Mais que respeitar, temos que começar a apoiar. Encorajar. Pouco importa aceitar a arte drag e pensar “mas aqui em casa, não”. Tente entender se tiver alguém próximo a você que quer se montar.

E quando decidiu enfrentar isso?
Depois de assistir RuPaul's, vi que poderia fazer aquilo. Eu vi o programa e vi que aquilo podia me libertar de alguma forma. Nunca me encaixei e me enxerguei dentro do que as pessoas esperavam para mim. Quando se olha, não se sabe se é homem, mulher, meio do caminho, se chama de ele ou de ela. Algumas pessoas ainda têm essa dúvida. Ser drag me tirou desse limbo, me permitiu me ver pela primeira vez como artista. Ali dentro, posso explorar o que quiser. Mas a minha rotina, além da montação, envolve trabalhos com dublagem, backing vocals e jingles.

O que te motivou a se tornar uma drag?
Fui criado por mulheres e em ambiente cercado por mulheres. Minha mãe e minha tia eram cantoras. Morei em muitos lugares, mudei de casa e de escola várias vezes. Comecei a trabalhar com arte aos sete anos.

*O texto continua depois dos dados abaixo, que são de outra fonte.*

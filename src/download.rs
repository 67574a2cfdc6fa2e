/*============================================================
  Project: GlobalSDK
  Module: globalsdk_core::download
  ------------------------------------------------------------
  Purpose:
    Stream installer artifacts to disk and manage the scratch
    directory they live in.

  Security / Safety Notes:
    Destinations are created exclusively; an existing file is
    never overwritten. Any failed download removes its partial
    file so it cannot be executed later.

  Dependencies:
    reqwest for HTTP, futures-util for body streaming,
    tokio::fs for file I/O, urlencoding for artifact names.

  Operational Scope:
    Used by the Windows/macOS global installer.

  Revision History:
    2026-10-19 COD  Implemented streaming downloader.
============================================================*/

use std::io;
use std::path::{Path, PathBuf};
use std::time::Duration;

use futures_util::StreamExt;
use reqwest::StatusCode;
use tokio::fs::{self, OpenOptions};
use tokio::io::AsyncWriteExt;

use crate::config::DownloadConfig;
use crate::error::{GlobalSdkError, Result};

/// Build the HTTP client used for installer downloads.
pub fn build_client(config: &DownloadConfig) -> Result<reqwest::Client> {
    reqwest::Client::builder()
        .timeout(Duration::from_secs(config.timeout_secs))
        .user_agent(config.user_agent.clone())
        .build()
        .map_err(|err| GlobalSdkError::Network(format!("Failed to build HTTP client: {err}")))
}

/// File name for an artifact: the final path segment of its URL.
pub fn artifact_file_name(url: &str) -> Result<String> {
    let without_query = url.split(['?', '#']).next().unwrap_or_default();
    let segment = without_query
        .rsplit('/')
        .next()
        .filter(|segment| !segment.is_empty())
        .ok_or_else(|| GlobalSdkError::Download(format!("No file name in URL {url}")))?;
    let decoded = urlencoding::decode(segment)
        .map_err(|err| GlobalSdkError::Download(format!("Bad file name in URL {url}: {err}")))?;
    if decoded.contains(['/', '\\']) || decoded == ".." {
        return Err(GlobalSdkError::Download(format!(
            "Refusing file name `{decoded}` from {url}"
        )));
    }
    Ok(decoded.into_owned())
}

/// Remove every entry inside `dir`, keeping `dir` itself. A missing
/// directory counts as already wiped. Returns how many entries were removed.
pub async fn wipe_directory(dir: &Path) -> Result<usize> {
    let mut entries = match fs::read_dir(dir).await {
        Ok(entries) => entries,
        Err(err) if err.kind() == io::ErrorKind::NotFound => return Ok(0),
        Err(err) => return Err(cleanup_error(dir, err)),
    };

    let mut removed = 0usize;
    while let Some(entry) = entries
        .next_entry()
        .await
        .map_err(|err| cleanup_error(dir, err))?
    {
        let path = entry.path();
        let file_type = entry
            .file_type()
            .await
            .map_err(|err| cleanup_error(&path, err))?;
        let outcome = if file_type.is_dir() {
            fs::remove_dir_all(&path).await
        } else {
            fs::remove_file(&path).await
        };
        match outcome {
            Ok(()) => removed += 1,
            Err(err) if err.kind() == io::ErrorKind::NotFound => {}
            Err(err) => return Err(cleanup_error(&path, err)),
        }
    }
    Ok(removed)
}

fn cleanup_error(path: &Path, err: io::Error) -> GlobalSdkError {
    GlobalSdkError::Cleanup(format!("Failed to wipe {}: {err}", path.display()))
}

/// Stream `url` into a freshly created `dest`. Fails without touching `dest`
/// if it already exists; removes the partial file on any other failure, and
/// also when the returned future is dropped before it completes.
pub async fn download_to_file(client: &reqwest::Client, url: &str, dest: &Path) -> Result<u64> {
    let mut file = OpenOptions::new()
        .write(true)
        .create_new(true)
        .open(dest)
        .await
        .map_err(|err| {
            if err.kind() == io::ErrorKind::AlreadyExists {
                GlobalSdkError::Download(format!("Destination {} already exists", dest.display()))
            } else {
                GlobalSdkError::Download(format!("Failed to create {}: {err}", dest.display()))
            }
        })?;
    let mut partial = PartialArtifact::new(dest);

    let outcome = stream_body(client, url, &mut file).await;
    drop(file);

    match outcome {
        Ok(bytes) => {
            partial.keep();
            Ok(bytes)
        }
        Err(err) => {
            partial.keep();
            discard_partial(dest).await?;
            Err(err)
        }
    }
}

/// Removes an unfinished artifact when dropped unless told to keep it.
struct PartialArtifact<'a> {
    path: &'a Path,
    armed: bool,
}

impl<'a> PartialArtifact<'a> {
    fn new(path: &'a Path) -> Self {
        Self { path, armed: true }
    }

    fn keep(&mut self) {
        self.armed = false;
    }
}

impl Drop for PartialArtifact<'_> {
    fn drop(&mut self) {
        if self.armed {
            let _ = std::fs::remove_file(self.path);
        }
    }
}

async fn stream_body(client: &reqwest::Client, url: &str, file: &mut fs::File) -> Result<u64> {
    let response = client
        .get(url)
        .send()
        .await
        .map_err(|err| GlobalSdkError::Download(format!("Request to {url} failed: {err}")))?;

    let status = response.status();
    if status != StatusCode::OK {
        return Err(GlobalSdkError::Download(format!(
            "{url} answered {}",
            status.as_u16()
        )));
    }

    let mut written = 0u64;
    let mut stream = response.bytes_stream();
    while let Some(chunk) = stream.next().await {
        let chunk = chunk.map_err(|err| {
            GlobalSdkError::Download(format!("Transfer from {url} interrupted: {err}"))
        })?;
        file.write_all(&chunk)
            .await
            .map_err(|err| GlobalSdkError::Download(format!("Failed to write artifact: {err}")))?;
        written += chunk.len() as u64;
    }
    file.flush()
        .await
        .map_err(|err| GlobalSdkError::Download(format!("Failed to flush artifact: {err}")))?;
    Ok(written)
}

async fn discard_partial(dest: &Path) -> Result<()> {
    match fs::remove_file(dest).await {
        Ok(()) => Ok(()),
        Err(err) if err.kind() == io::ErrorKind::NotFound => Ok(()),
        Err(err) => Err(cleanup_error(dest, err)),
    }
}

/// Scratch path an artifact from `url` will be written to.
pub fn artifact_path(scratch_dir: &Path, url: &str) -> Result<PathBuf> {
    Ok(scratch_dir.join(artifact_file_name(url)?))
}
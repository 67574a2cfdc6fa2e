/*============================================================
  Project: GlobalSDK
  Module: globalsdk_core::events
  ------------------------------------------------------------
  Purpose:
    Describe the structured events the installer core posts
    before it propagates failures or completes a stage.

  Security / Safety Notes:
    Events carry versions, URLs and paths only.

  Dependencies:
    None beyond std.

  Operational Scope:
    Implemented by the logger; tests install recording sinks.

  Revision History:
    2026-10-19 COD  Introduced event sink contract.
============================================================*/

use std::fmt;

use crate::error::GlobalSdkError;

/// Severity attached to an event when it is rendered.
#[derive(Debug, Copy, Clone, Eq, PartialEq)]
pub enum EventSeverity {
    Info,
    Warn,
    Error,
    Debug,
}

/// Structured events emitted by installers, providers and the orchestrator.
#[derive(Debug, Clone, PartialEq)]
pub enum InstallEvent {
    Started { version: String, platform: String },
    StageEntered { stage: String },
    ConflictDetected { installed: String, requested: String },
    DownloadStarted { url: String },
    DownloadCompleted { url: String, bytes: u64 },
    DownloadFailed { url: String, reason: String },
    InstallerExecuted { command: String, status: Option<i32> },
    ScratchWiped { path: String, removed: usize },
    UnsupportedPlatform { platform: String },
    AlreadyInstalled { version: String },
    SupportOverride { version: String, status: String },
    ForeignGlobalInstall { path: String, expected: String },
    VersionMismatch { requested: String, installed: String },
    Completed { version: String, action: String },
    Failed { code: &'static str, message: String },
}

impl InstallEvent {
    pub fn code(&self) -> &'static str {
        match self {
            InstallEvent::Started { .. } => "START",
            InstallEvent::StageEntered { .. } => "STAGE",
            InstallEvent::ConflictDetected { .. } => "CONFLICT",
            InstallEvent::DownloadStarted { .. }
            | InstallEvent::DownloadCompleted { .. }
            | InstallEvent::DownloadFailed { .. } => "DOWNLOAD",
            InstallEvent::InstallerExecuted { .. } => "EXEC",
            InstallEvent::ScratchWiped { .. } => "CLEANUP",
            InstallEvent::UnsupportedPlatform { .. } => "PLATFORM",
            InstallEvent::AlreadyInstalled { .. } => "PRESENT",
            InstallEvent::SupportOverride { .. } => "SUPPORT",
            InstallEvent::ForeignGlobalInstall { .. } => "FOREIGN",
            InstallEvent::VersionMismatch { .. } => "MISMATCH",
            InstallEvent::Completed { .. } => "COMPLETE",
            InstallEvent::Failed { code, .. } => *code,
        }
    }

    pub fn severity(&self) -> EventSeverity {
        match self {
            InstallEvent::ConflictDetected { .. }
            | InstallEvent::DownloadFailed { .. }
            | InstallEvent::UnsupportedPlatform { .. }
            | InstallEvent::Failed { .. } => EventSeverity::Error,
            InstallEvent::StageEntered { .. } | InstallEvent::ScratchWiped { .. } => {
                EventSeverity::Debug
            }
            InstallEvent::SupportOverride { .. }
            | InstallEvent::ForeignGlobalInstall { .. }
            | InstallEvent::VersionMismatch { .. } => EventSeverity::Warn,
            InstallEvent::InstallerExecuted { status, .. } => match status {
                Some(0) | None => EventSeverity::Info,
                Some(_) => EventSeverity::Warn,
            },
            _ => EventSeverity::Info,
        }
    }

    /// Wrap an error that is about to propagate.
    pub fn from_error(err: &GlobalSdkError) -> Self {
        InstallEvent::Failed {
            code: err.code(),
            message: err.to_string(),
        }
    }
}

impl fmt::Display for InstallEvent {
    fn fmt(&self, f: &mut fmt::Formatter<'_>) -> fmt::Result {
        match self {
            InstallEvent::Started { version, platform } => {
                write!(f, "Installing SDK {version} on {platform}")
            }
            InstallEvent::StageEntered { stage } => write!(f, "Entered stage {stage}"),
            InstallEvent::ConflictDetected {
                installed,
                requested,
            } => write!(
                f,
                "Installed SDK {installed} conflicts with requested {requested}"
            ),
            InstallEvent::DownloadStarted { url } => write!(f, "Downloading {url}"),
            InstallEvent::DownloadCompleted { url, bytes } => {
                write!(f, "Downloaded {bytes} bytes from {url}")
            }
            InstallEvent::DownloadFailed { url, reason } => {
                write!(f, "Download of {url} failed: {reason}")
            }
            InstallEvent::InstallerExecuted { command, status } => match status {
                Some(code) => write!(f, "`{command}` exited with {code}"),
                None => write!(f, "`{command}` completed without an observable exit code"),
            },
            InstallEvent::ScratchWiped { path, removed } => {
                write!(f, "Removed {removed} entries from {path}")
            }
            InstallEvent::UnsupportedPlatform { platform } => {
                write!(f, "Global SDK install is not supported on {platform}")
            }
            InstallEvent::AlreadyInstalled { version } => {
                write!(f, "SDK {version} is already installed")
            }
            InstallEvent::SupportOverride { version, status } => {
                write!(f, "Proceeding with {version} despite support status {status}")
            }
            InstallEvent::ForeignGlobalInstall { path, expected } => write!(
                f,
                "Global dotnet at {path} is outside the distro location {expected}"
            ),
            InstallEvent::VersionMismatch {
                requested,
                installed,
            } => write!(
                f,
                "Requested SDK {requested} but the package manager left {installed}"
            ),
            InstallEvent::Completed { version, action } => {
                write!(f, "SDK {version} {action}")
            }
            InstallEvent::Failed { message, .. } => f.write_str(message),
        }
    }
}

/// Receives structured events; transport is up to the implementor.
pub trait EventSink: Send + Sync {
    fn post(&self, event: InstallEvent);
}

Em 2002, participei da nova formação do Balão Mágico. Também passei parte da infância na igreja (onde tive uma forte referência de soul e de black music). Isso foi determinante para saber a base do meu gosto musical. Também participei do programa do Raul Gil, na Band, além de uma novela chamada Bicho do Mato, na Record. Entre todos esses projetos, passei a trabalhar com dublagem, meu “trabalho de menino” até hoje. Ser drag, para mim, sempre foi uma manifestação artística, não envolve questões de gênero.

Muito tem se falado sobre empoderamento. Como é, hoje, a vida de uma drag brasileira?
Para parte da população, como somos muito marginalizados, muitas vezes somos colocados no mesmo pacote que transgêneros. As pessoas não separam trans, drag, travestis e não entendem a função de cada uma delas. Qualquer pessoa pode ser drag. Meu processo começou porque, desde criança, sempre gostei de brincar de cantora com a toalha no cabelo. Era repreendido por isso, fui pego inúmeras vezes com uma boneca, escondido. Sempre tive fascínio pelo universo feminino. Crescendo, percebi que minhas maiores referências sempre foram mulheres fortes, cantoras. Quando me descobri gay, tive uma disposição maior para desvendar os mistérios do universo feminino. Não entendia por que algumas barreiras de gênero me faziam imaginar querer isso, porque pregam para a gente, desde criança, que qualquer sinal de “afeminado” em um garoto não é legal, tem que ser evitado, não é uma coisa boa. Mas a vontade e a naturalidade com o que se acha isso bonito vai dizer quem você é.